Turner pointed out that committees are usually balanced between interests such as citizens, First Nations, government, and environmental groups. “I would say that any committee making recommendations to government needs to be balanced between all the special interests that have a stake in whatever they are discussing. So to have it dominated by one group that has a clear, vested interest more than any other group is not appropriate,” he said.
J.Ocean Dennie, founder of the Friends of the T’Sou-ke Hills Wilderness, is worried that plans to punch an alternate route to the Malahat will result in a sprawl of development, and he has little faith that Langford will protect wilderness values. “What it comes down to is who is sitting at the table, who is making the decisions and who is pushing the agenda. As concerned citizens, a lot of the time we just don’t have that information. We don’t have time to keep up with the backroom deals,” he said.
Lawyer Matthew Nefstead, who was hired by West Coast Environmental Law to help those fighting for more Latoria Road green space, wrote in his analysis, “The fact that most, or all of the non-elected members are property developers who have dealings with the Committee and the City and who do not appear to declare conflicts of interest, presents—in my opinion—a reasonable apprehension of bias.”
But Blackwell said some members of the committee are semi-retired and, as chair of the committee, she asks individuals to recuse themselves if there is a perception of conflict of interest.
The argument heard from Langford staff is that council wants the expertise provided by developers and, for environmental input, relies on registered professional biologists or professional foresters. “I don’t think it would serve anyone on the committee or council or the public at large to have one qualified professional questioning another qualified professional’s opinion,” said a staff member.

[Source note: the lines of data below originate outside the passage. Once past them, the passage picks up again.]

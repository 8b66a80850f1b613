use std::collections::HashMap;
use std::sync::{Arc, RwLock};

use log::{debug, warn};
use rust_decimal::Decimal;

use tradefolio_market_data::SharePriceProvider;

use super::accounts_model::{Account, NewAccount, TransactionKind, TransactionRecord};
use super::accounts_traits::AccountServiceTrait;
use crate::errors::{Result, ValidationError};
use crate::portfolio::{self, PortfolioSummary};
use crate::utils::format::format_money;
use crate::Error;

/// Service owning one account and the share price provider it is valued
/// against.
///
/// Every mutating operation runs its whole validate / mutate-or-reject /
/// record sequence under the write lock, so balance, holdings, and the log
/// always move together. One account is one mutual-exclusion domain.
pub struct AccountService {
    account: RwLock<Account>,
    pricer: Arc<dyn SharePriceProvider>,
}

impl AccountService {
    /// Opens the account and records the funding deposit.
    pub fn new(new_account: NewAccount, pricer: Arc<dyn SharePriceProvider>) -> Result<Self> {
        let account = Account::open(new_account)?;
        debug!(
            "Opened account {} with initial deposit {}",
            account.id, account.initial_deposit
        );
        Ok(Self {
            account: RwLock::new(account),
            pricer,
        })
    }

    fn validate_amount(amount: Decimal, context: &str) -> Result<()> {
        if amount <= Decimal::ZERO {
            return Err(Error::Validation(ValidationError::InvalidInput(format!(
                "{} amount must be positive",
                context
            ))));
        }
        Ok(())
    }

    fn validate_quantity(quantity: u64) -> Result<()> {
        if quantity == 0 {
            return Err(Error::Validation(ValidationError::InvalidInput(
                "Quantity must be positive".to_string(),
            )));
        }
        Ok(())
    }
}

impl AccountServiceTrait for AccountService {
    fn deposit(&self, amount: Decimal) -> Result<()> {
        Self::validate_amount(amount, "Deposit")?;
        let mut account = self.account.write().unwrap();
        account.cash_balance += amount;
        let description = format!("Deposit: {}", format_money(amount));
        account.record_transaction(TransactionKind::Deposit, amount, description);
        debug!("Deposited {} into account {}", amount, account.id);
        Ok(())
    }

    fn withdraw(&self, amount: Decimal) -> Result<bool> {
        Self::validate_amount(amount, "Withdrawal")?;
        let mut account = self.account.write().unwrap();
        if account.cash_balance - amount < Decimal::ZERO {
            warn!(
                "Rejected withdrawal of {} from account {}: insufficient funds",
                amount, account.id
            );
            return Ok(false);
        }
        account.cash_balance -= amount;
        let description = format!("Withdrawal: {}", format_money(amount));
        account.record_transaction(TransactionKind::Withdraw, amount, description);
        debug!("Withdrew {} from account {}", amount, account.id);
        Ok(true)
    }

    fn buy(&self, symbol: &str, quantity: u64) -> Result<bool> {
        Self::validate_quantity(quantity)?;
        let symbol = symbol.to_uppercase();
        let mut account = self.account.write().unwrap();
        // An unknown symbol quotes at zero, so the cost is zero and the
        // purchase succeeds.
        let price = self.pricer.latest_price(&symbol);
        let cost = price * Decimal::from(quantity);
        if account.cash_balance < cost {
            warn!(
                "Rejected buy of {} {} for account {}: cost {} exceeds balance {}",
                quantity, symbol, account.id, cost, account.cash_balance
            );
            return Ok(false);
        }
        account.cash_balance -= cost;
        account.add_shares(&symbol, quantity);
        let description = format!(
            "Bought {} shares of {} at {}",
            quantity,
            symbol,
            format_money(price)
        );
        account.record_transaction(TransactionKind::Buy, cost, description);
        debug!("Bought {} {} for account {}", quantity, symbol, account.id);
        Ok(true)
    }

    fn sell(&self, symbol: &str, quantity: u64) -> Result<bool> {
        Self::validate_quantity(quantity)?;
        let symbol = symbol.to_uppercase();
        let mut account = self.account.write().unwrap();
        if account.holding_quantity(&symbol) < quantity {
            warn!(
                "Rejected sell of {} {} for account {}: insufficient shares",
                quantity, symbol, account.id
            );
            return Ok(false);
        }
        let price = self.pricer.latest_price(&symbol);
        let proceeds = price * Decimal::from(quantity);
        account.cash_balance += proceeds;
        account.remove_shares(&symbol, quantity);
        let description = format!(
            "Sold {} shares of {} at {}",
            quantity,
            symbol,
            format_money(price)
        );
        account.record_transaction(TransactionKind::Sell, proceeds, description);
        debug!("Sold {} {} for account {}", quantity, symbol, account.id);
        Ok(true)
    }

    fn cash_balance(&self) -> Decimal {
        self.account.read().unwrap().cash_balance
    }

    fn portfolio_value(&self) -> Decimal {
        let account = self.account.read().unwrap();
        portfolio::portfolio_value(&account, self.pricer.as_ref())
    }

    fn profit_loss(&self) -> Decimal {
        let account = self.account.read().unwrap();
        portfolio::profit_loss(&account, self.pricer.as_ref())
    }

    fn holdings(&self) -> HashMap<String, u64> {
        self.account.read().unwrap().holdings.clone()
    }

    fn transaction_history(&self) -> Vec<TransactionRecord> {
        self.account.read().unwrap().transactions.clone()
    }

    fn portfolio_summary(&self) -> PortfolioSummary {
        let account = self.account.read().unwrap();
        portfolio::summarize(&account, self.pricer.as_ref())
    }

    fn account(&self) -> Account {
        self.account.read().unwrap().clone()
    }
}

With controversy over the makeup of committees, there is a push for more transparency from Langford council—one of the only municipalities in the Capital Regional District that does not webcast meetings. “Why are there no cameras recording the meetings?” asked Terrie Wilcox, who mobilized a group of neighbours worried about overdevelopment in the Goldstream Avenue area, where plans call for redevelopment of St Anthony’s Clinic, including a 15-storey condominium building.

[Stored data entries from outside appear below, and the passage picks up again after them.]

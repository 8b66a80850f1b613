/// Description recorded on the synthetic transaction that funds a new
/// account. The transaction log always starts with this entry.
pub const INITIAL_DEPOSIT_DESCRIPTION: &str = "Initial deposit";
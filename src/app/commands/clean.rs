//! Best-effort removal of the configured build artifacts.
//!
//! Each target is attempted exactly once. A failure on one target is logged at
//! debug level and dropped, so it can never stop later targets from running.

use tracing::debug;

use crate::domain::{AppError, CleanTargets, TargetPath};
use crate::ports::{Removal, RepositoryFilesystem};

/// Remove every directory and file target under the store's root.
pub fn execute(fs: &impl RepositoryFilesystem, targets: &CleanTargets) {
    remove_directories(fs, targets.directories());
    remove_files(fs, targets.files());
}

/// Recursively remove each directory tree, ignoring any failure.
pub fn remove_directories(fs: &impl RepositoryFilesystem, paths: &[TargetPath]) {
    for path in paths {
        attempt(path, "directory", |p| fs.remove_dir_all(p));
    }
}

/// Remove each single file, ignoring any failure.
pub fn remove_files(fs: &impl RepositoryFilesystem, paths: &[TargetPath]) {
    for path in paths {
        attempt(path, "file", |p| fs.remove_file(p));
    }
}

fn attempt<F>(path: &TargetPath, kind: &str, remove: F)
where
    F: FnOnce(&str) -> Result<Removal, AppError>,
{
    if path.is_blank() {
        debug!(kind, "skipping blank target");
        return;
    }

    match remove(path.as_str()) {
        Ok(Removal::Removed) => debug!(path = %path, kind, "removed"),
        Ok(Removal::Absent) => debug!(path = %path, kind, "not present"),
        Err(error) => debug!(path = %path, kind, %error, "skipped"),
    }
}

Wilcox worries that development is racing ahead of infrastructure, and most of the input heard by council is from tradespeople and developers. “I agree with development due to the housing shortage, [but] Langford is moving far too fast with very little change, if any, to infrastructure,” she said, pointing to road dust on her patio table from incessant traffic.
Like many Langford residents, Sarah Forbes agrees that housing development is needed, but the “pitchy-patchy approach” of separate developers is resulting in isolated communities connected by commuter corridors.
“With the large-scale development, we could have some really world-class communities if we had a more sustainable approach to development. It’s a huge opportunity that is being missed,” said Forbes. “I do support development. We need to grow as a community, but we can do better…We have this great opportunity to grow this whole city, and we could develop it more sustainably with real sustainable practices in mind,” she said.
Judith Lavoie is an award-winning journalist specializing in the environment, First Nations, and social issues. Twitter @LavoieJudith
This story has been edited to reflect the correct name of Danbrook One, the development in Langford which had its occupancy permit revoked. An earlier version had referred to the development as Donwood One.